May i also suggest sounds activated for chats? Whereby i can wonder away with chat window open, listening for others to enter?


----------



## treeclimber165 (Dec 29, 2002)

You can activate sounds on Parachat by clicking on 'controls'. The second tab will have boxes to check if you want sounds for people entering or leaving. 
I'll be there in a couple minutes.


----------



## treeman82 (Dec 30, 2002)

9:00 EST 12/30/02 Whats the story for tonight?


----------



## rborist1 (Dec 30, 2002)

:Eye:


----------



## DDM (Dec 30, 2002)

Yup its working


----------



## rborist1 (Jan 4, 2003)

:Eye:


----------



## John Paul Sanborn (Jan 4, 2003)

That's midnight eastern!


----------



## TheTreeSpyder (Jan 4, 2003)

i'll turn into a troll by then, or is it back from one?


----------



## John Paul Sanborn (Jan 4, 2003)

So you're realy the TreeTroll?


----------



## rborist1 (Jan 4, 2003)

:Eye:


----------



## sonny (Jan 4, 2003)

8 pm sounds good. 8pm JPs time he will be done & looks as if the packers will be done also. 21-0 2nd 1/4


----------



## budroe69moni (Feb 22, 2003)

*NOW?????*

now???????
bud


----------



## tophopper (Feb 28, 2003)

When was the last scheduled chat? Does anybody use the chat room?


----------



## MasonGrey (Feb 28, 2003)

anyone chatting this eve? Friday 2/28 @ 9:47 EST


----------



## tophopper (Mar 1, 2003)

*How bout tonite?*

How about a chat this evening?

3/1/03 say around 8pm central time?

anyone interested?


----------



## MasonGrey (Mar 1, 2003)

Are you asking me out? Sounds like a date. I'll bring the wine, you bring the candles.


----------



## rborist1 (Jul 20, 2003)

:Eye:


----------



## Tree Machine (Jul 24, 2003)

*First chat*

Thursday, July 23, 2003 11pm

Tree Machine getting reconnected with you guys and gals. I've been out of touch for many months and apologise for slipping off the planet with no word.
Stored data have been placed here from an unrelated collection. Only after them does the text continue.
#[cfg(test)]
mod tests {
    use super::*;

    fn setup() {
        crate::init_library().unwrap();
    }

    #[test]
    fn init_then_fill_then_get() {
        setup();
        let mut s = init(&Shape::from((2, 3, 4, 5)), CPU_F32_BACKEND_NAME).unwrap();
        s.fill(7.5).unwrap();
        assert_eq!(s.get(&[0, 0, 0, 0]).unwrap(), 7.5);
        assert_eq!(s.get(&[0, 1, 2, 3]).unwrap(), 7.5);
        free(s).unwrap();
    }

    #[test]
    fn simple_gemm() {
        setup();
        let mut a = init(&Shape::from((2, 3)), CPU_F32_BACKEND_NAME).unwrap();
        let mut b = init(&Shape::from((3, 2)), CPU_F32_BACKEND_NAME).unwrap();
        for (i, v) in [1., 2., 3., 4., 5., 6.].into_iter().enumerate() {
            a.set(&[i / 3, i % 3], v).unwrap();
        }
        for (i, v) in [7., 8., 9., 10., 11., 12.].into_iter().enumerate() {
            b.set(&[i / 2, i % 2], v).unwrap();
        }
        let c = gemm(1.0, &a, &b, 0.0, None).unwrap();
        assert_eq!(c.get(&[0, 0]).unwrap(), 58.0);
        assert_eq!(c.get(&[0, 1]).unwrap(), 64.0);
        assert_eq!(c.get(&[1, 0]).unwrap(), 139.0);
        assert_eq!(c.get(&[1, 1]).unwrap(), 154.0);
        free(a).unwrap();
        free(b).unwrap();
        free(c).unwrap();
    }

    #[test]
    fn reduce_sum_along_each_axis() {
        setup();
        let mut t = init(&Shape::from((2, 3)), CPU_F32_BACKEND_NAME).unwrap();
        for (i, v) in [1., 2., 3., 4., 5., 6.].into_iter().enumerate() {
            t.set(&[i / 3, i % 3], v).unwrap();
        }

        let along_1 = reduce(1.0, &t, &[false, true], 0.0, None).unwrap();
        assert_eq!(along_1.get(&[0, 0]).unwrap(), 6.0);
        assert_eq!(along_1.get(&[1, 0]).unwrap(), 15.0);

        let along_0 = reduce(1.0, &t, &[true, false], 0.0, None).unwrap();
        assert_eq!(along_0.get(&[0, 0]).unwrap(), 5.0);
        assert_eq!(along_0.get(&[0, 1]).unwrap(), 7.0);
        assert_eq!(along_0.get(&[0, 2]).unwrap(), 9.0);

        let total = reduce(1.0, &t, &[true, true], 0.0, None).unwrap();
        assert_eq!(total.get(&[0, 0]).unwrap(), 21.0);

        free(t).unwrap();
        free(along_1).unwrap();
        free(along_0).unwrap();
        free(total).unwrap();
    }

    #[test]
    fn alias_lifetime_survives_partial_frees() {
        setup();
        let mut root = init(&Shape::from((2, 3)), CPU_F32_BACKEND_NAME).unwrap();
        root.fill(1.0).unwrap();
        let v1 = view(&root, None).unwrap();
        let v2 = view(&root, None).unwrap();
        assert_eq!(root.bucket_size().unwrap(), 3);

        free(v1).unwrap();
        assert_eq!(root.get(&[0, 0]).unwrap(), 1.0);
        assert_eq!(v2.get(&[0, 0]).unwrap(), 1.0);

        free(v2).unwrap();
        assert_eq!(root.get(&[0, 0]).unwrap(), 1.0);

        free(root).unwrap();
    }

    #[test]
    fn axpy_defaults_to_in_place_on_a_contiguous_target() {
        setup();
        let mut x = init(&Shape::from((2, 2)), CPU_F32_BACKEND_NAME).unwrap();
        let mut y = init(&Shape::from((2, 2)), CPU_F32_BACKEND_NAME).unwrap();
        x.fill(2.0).unwrap();
        y.fill(10.0).unwrap();
        let r = axpy(3.0, &x, &y, None).unwrap();
        assert_eq!(r.get(&[0, 0]).unwrap(), 16.0);
        assert_eq!(y.get(&[0, 0]).unwrap(), 16.0);
        free(r).unwrap();
        free(x).unwrap();
        free(y).unwrap();
    }
}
I went through a change in computer operating system, change in DSL provider and a change in e-mail address since my last thread replies. I'm trying to figure out where to update my e-mail so I can get subscribed to some threads.

My e-mail is [email protected] for anyone who gives a flyin' bean. I'll try the memberlist to see if I can correct and update there. Anyone out here??


----------



## Tree Machine (Jul 24, 2003)

*What day of the week*

OK, it's Wednesday. Sorry.


----------



## rborist1 (Aug 16, 2003)

:Eye:


----------



## M.D. Vaden (Aug 17, 2003)

> Why do the trees always look larger when you go to work



DDM

That's because we have not gone to work yet.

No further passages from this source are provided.